Exercise instructions -
Give back an exact copy of the lines below, from the first through the line with "A lookup only"; please stop there.

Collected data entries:
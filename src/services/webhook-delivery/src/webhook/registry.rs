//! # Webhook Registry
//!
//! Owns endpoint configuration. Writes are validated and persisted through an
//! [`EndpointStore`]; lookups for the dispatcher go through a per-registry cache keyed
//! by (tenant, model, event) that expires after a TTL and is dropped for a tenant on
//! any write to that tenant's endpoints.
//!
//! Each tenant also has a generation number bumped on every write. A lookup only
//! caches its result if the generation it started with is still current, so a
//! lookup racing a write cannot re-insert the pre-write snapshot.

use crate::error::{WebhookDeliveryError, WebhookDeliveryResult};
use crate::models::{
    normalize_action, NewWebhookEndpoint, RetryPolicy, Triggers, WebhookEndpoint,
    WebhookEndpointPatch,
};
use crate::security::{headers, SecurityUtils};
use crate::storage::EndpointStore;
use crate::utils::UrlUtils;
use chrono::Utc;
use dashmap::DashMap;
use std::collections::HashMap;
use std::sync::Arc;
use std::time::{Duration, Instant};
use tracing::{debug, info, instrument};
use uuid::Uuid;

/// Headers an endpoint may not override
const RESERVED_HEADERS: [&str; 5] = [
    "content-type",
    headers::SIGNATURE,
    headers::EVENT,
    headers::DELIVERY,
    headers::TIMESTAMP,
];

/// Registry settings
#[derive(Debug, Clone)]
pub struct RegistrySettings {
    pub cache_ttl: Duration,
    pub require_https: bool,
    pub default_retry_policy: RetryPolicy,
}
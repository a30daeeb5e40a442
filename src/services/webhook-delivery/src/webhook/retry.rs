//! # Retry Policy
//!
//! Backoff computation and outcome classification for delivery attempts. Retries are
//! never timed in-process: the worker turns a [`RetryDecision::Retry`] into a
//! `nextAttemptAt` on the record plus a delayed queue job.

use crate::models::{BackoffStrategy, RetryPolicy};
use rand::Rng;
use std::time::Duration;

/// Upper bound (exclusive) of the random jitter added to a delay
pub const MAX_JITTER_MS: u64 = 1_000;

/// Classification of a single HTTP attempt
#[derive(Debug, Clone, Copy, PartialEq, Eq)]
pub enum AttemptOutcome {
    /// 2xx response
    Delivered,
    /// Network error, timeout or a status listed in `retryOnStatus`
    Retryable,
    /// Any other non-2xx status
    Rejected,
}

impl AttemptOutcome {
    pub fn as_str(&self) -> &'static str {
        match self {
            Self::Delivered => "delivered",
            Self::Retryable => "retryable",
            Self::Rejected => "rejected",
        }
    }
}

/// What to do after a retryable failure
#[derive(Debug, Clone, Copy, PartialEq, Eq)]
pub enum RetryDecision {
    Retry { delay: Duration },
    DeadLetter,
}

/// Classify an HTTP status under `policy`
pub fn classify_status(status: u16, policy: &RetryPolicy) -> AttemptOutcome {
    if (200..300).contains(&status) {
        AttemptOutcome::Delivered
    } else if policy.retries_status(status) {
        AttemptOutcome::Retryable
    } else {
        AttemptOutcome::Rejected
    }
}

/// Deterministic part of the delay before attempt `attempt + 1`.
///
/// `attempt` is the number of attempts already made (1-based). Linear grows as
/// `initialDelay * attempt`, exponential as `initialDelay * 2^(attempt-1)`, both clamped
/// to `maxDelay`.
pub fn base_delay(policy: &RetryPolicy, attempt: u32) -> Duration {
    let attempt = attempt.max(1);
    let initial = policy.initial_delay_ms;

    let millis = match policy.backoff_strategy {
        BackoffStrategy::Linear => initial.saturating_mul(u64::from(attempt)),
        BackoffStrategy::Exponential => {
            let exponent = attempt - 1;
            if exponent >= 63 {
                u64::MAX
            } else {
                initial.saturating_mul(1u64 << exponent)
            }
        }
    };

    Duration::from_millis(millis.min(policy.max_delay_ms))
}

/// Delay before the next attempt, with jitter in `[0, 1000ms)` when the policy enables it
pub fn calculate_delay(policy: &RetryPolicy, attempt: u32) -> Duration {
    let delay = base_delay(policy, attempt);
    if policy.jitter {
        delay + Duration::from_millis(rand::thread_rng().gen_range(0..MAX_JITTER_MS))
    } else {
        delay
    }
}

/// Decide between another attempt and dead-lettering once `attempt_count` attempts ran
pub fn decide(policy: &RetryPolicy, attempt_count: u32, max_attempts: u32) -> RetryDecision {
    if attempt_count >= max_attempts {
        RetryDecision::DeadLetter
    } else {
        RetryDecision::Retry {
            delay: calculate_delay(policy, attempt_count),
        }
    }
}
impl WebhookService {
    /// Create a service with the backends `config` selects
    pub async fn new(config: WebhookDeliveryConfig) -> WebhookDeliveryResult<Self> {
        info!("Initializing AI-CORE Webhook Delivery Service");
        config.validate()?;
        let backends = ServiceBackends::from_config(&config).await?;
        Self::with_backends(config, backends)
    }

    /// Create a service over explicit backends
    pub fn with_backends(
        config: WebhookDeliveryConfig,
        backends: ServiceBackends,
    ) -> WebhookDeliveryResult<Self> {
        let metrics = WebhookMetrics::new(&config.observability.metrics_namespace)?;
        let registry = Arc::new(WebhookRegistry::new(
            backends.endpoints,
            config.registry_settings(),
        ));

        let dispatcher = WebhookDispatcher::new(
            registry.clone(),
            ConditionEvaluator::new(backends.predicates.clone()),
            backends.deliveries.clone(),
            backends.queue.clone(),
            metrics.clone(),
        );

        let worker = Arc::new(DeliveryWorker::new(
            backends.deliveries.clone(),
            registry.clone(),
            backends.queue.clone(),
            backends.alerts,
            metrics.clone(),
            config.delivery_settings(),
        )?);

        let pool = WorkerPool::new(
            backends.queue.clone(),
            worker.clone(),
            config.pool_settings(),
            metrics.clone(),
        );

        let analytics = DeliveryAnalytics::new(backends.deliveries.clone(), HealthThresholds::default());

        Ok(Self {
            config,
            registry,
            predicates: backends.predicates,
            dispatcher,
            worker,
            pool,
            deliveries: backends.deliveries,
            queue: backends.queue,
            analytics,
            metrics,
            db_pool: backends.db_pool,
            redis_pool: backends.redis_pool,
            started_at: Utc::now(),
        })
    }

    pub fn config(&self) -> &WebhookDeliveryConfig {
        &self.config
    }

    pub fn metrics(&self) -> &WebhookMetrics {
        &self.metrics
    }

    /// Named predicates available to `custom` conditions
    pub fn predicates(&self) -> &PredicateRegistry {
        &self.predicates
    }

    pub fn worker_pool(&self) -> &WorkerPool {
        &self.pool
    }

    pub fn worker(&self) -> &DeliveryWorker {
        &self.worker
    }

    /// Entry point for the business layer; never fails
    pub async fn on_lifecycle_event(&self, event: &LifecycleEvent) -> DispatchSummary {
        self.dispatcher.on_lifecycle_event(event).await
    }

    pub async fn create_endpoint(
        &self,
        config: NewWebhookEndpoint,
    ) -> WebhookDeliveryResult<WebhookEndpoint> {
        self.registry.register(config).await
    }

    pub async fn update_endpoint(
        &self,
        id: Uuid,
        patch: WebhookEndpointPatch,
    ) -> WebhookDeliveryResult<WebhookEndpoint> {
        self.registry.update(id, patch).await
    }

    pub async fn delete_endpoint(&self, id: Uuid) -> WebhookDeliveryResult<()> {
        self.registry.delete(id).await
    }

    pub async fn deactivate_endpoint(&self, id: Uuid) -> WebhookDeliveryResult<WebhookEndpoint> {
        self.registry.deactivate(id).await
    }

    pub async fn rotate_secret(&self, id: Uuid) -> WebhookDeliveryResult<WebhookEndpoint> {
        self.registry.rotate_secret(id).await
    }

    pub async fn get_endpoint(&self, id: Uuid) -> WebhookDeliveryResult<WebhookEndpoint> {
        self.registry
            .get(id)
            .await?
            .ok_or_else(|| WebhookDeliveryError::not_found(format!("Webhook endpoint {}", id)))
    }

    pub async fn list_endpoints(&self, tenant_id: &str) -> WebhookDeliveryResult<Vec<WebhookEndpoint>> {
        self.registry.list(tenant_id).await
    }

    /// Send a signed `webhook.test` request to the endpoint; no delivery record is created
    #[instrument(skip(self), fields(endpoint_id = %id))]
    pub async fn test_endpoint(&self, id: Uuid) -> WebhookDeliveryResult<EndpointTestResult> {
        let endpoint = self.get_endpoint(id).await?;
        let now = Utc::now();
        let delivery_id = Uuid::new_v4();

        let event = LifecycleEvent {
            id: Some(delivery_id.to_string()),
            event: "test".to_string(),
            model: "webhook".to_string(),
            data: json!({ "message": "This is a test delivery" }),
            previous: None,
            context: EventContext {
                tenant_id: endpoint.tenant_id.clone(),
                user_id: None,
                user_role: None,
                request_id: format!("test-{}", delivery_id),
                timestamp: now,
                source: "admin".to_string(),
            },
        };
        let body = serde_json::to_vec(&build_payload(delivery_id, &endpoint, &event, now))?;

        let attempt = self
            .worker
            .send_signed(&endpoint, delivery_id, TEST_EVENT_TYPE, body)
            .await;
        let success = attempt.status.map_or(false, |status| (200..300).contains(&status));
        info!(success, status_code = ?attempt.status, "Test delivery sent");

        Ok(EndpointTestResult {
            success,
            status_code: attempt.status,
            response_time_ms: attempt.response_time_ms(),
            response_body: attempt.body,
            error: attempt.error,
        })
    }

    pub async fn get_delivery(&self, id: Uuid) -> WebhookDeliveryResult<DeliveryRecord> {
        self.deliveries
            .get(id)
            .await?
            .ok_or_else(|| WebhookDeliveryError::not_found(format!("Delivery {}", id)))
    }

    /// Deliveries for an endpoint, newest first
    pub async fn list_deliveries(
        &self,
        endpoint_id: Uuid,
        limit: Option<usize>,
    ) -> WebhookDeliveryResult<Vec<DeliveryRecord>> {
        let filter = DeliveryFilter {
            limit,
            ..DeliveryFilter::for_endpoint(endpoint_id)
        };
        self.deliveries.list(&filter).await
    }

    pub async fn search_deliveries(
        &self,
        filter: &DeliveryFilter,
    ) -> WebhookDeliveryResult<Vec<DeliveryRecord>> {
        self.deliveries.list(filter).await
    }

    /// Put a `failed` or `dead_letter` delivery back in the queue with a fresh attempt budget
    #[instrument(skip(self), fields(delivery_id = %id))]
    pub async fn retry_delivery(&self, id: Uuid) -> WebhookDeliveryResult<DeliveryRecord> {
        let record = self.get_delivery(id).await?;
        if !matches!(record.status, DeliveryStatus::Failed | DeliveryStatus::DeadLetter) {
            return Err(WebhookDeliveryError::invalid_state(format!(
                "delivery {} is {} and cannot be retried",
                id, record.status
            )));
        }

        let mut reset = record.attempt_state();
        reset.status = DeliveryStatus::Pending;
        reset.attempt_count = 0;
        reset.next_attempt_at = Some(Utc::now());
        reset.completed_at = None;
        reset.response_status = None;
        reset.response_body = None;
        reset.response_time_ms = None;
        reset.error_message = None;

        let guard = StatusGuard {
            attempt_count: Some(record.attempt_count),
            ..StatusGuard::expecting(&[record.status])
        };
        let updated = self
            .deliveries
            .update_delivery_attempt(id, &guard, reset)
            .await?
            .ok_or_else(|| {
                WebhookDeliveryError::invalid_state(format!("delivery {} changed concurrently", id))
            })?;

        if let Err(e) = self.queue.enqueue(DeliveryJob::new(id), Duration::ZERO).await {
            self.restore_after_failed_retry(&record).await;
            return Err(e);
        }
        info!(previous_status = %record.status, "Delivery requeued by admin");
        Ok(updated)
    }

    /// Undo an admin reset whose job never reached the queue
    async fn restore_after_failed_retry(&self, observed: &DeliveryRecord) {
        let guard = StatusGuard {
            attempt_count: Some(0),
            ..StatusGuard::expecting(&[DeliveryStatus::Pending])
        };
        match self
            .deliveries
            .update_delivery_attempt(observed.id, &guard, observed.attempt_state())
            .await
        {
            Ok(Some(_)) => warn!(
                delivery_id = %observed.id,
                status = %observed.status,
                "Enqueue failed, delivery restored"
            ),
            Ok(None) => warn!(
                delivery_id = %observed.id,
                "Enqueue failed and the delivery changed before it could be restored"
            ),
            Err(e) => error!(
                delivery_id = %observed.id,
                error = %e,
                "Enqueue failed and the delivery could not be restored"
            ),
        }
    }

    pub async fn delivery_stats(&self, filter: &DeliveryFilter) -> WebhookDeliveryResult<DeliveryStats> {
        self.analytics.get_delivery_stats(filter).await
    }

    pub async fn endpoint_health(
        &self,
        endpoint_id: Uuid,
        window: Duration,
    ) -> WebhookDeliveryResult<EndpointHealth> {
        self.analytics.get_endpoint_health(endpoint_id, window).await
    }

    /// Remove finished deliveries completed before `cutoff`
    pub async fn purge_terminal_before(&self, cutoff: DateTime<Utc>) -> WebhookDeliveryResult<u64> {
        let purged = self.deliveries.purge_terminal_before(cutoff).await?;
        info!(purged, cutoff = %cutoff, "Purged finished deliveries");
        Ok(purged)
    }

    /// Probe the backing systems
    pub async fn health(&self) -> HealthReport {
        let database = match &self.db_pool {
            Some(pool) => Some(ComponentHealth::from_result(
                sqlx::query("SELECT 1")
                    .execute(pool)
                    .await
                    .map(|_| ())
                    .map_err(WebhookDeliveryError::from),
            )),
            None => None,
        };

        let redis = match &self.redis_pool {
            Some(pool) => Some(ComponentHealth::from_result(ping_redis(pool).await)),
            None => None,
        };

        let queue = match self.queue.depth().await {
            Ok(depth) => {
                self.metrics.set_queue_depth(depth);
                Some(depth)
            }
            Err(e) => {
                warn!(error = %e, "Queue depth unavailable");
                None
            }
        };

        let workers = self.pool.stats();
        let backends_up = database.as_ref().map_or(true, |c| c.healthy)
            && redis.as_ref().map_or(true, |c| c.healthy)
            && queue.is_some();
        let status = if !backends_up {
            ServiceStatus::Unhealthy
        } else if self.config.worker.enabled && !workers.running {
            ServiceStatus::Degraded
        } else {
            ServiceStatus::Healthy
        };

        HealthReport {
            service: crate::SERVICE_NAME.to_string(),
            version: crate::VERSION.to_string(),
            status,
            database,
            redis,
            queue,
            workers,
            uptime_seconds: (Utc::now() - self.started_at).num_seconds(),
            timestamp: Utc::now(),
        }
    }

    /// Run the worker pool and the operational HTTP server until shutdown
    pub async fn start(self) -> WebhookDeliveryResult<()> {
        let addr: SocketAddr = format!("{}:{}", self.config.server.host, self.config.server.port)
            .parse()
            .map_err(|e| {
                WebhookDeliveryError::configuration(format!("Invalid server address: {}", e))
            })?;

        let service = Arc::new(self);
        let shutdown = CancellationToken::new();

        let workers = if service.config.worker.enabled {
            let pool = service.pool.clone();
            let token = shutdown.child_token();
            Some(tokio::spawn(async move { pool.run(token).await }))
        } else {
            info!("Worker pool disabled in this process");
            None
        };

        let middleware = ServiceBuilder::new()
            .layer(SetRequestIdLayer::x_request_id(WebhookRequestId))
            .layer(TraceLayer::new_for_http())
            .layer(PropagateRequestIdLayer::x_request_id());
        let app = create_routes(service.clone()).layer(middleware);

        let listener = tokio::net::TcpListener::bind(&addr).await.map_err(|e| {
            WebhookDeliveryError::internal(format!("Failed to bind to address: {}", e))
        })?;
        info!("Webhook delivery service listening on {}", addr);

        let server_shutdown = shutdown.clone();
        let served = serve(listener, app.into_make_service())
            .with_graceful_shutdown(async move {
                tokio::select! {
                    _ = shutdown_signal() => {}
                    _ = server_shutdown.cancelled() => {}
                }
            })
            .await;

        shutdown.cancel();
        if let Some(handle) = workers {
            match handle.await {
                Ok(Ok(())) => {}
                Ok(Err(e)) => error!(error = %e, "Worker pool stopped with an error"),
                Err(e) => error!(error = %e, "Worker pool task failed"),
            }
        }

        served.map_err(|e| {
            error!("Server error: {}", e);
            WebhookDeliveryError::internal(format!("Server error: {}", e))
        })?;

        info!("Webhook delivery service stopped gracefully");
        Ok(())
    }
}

Task result -
filename src/services/webhook-delivery/src/webhook/registry.rs
//! # Webhook Registry
//!
//! Owns endpoint configuration. Writes are validated and persisted through an
//! [`EndpointStore`]; lookups for the dispatcher go through a per-registry cache keyed
//! by (tenant, model, event) that expires after a TTL and is dropped for a tenant on
//! any write to that tenant's endpoints.
//!
//! Each tenant also has a generation number bumped on every write. A lookup only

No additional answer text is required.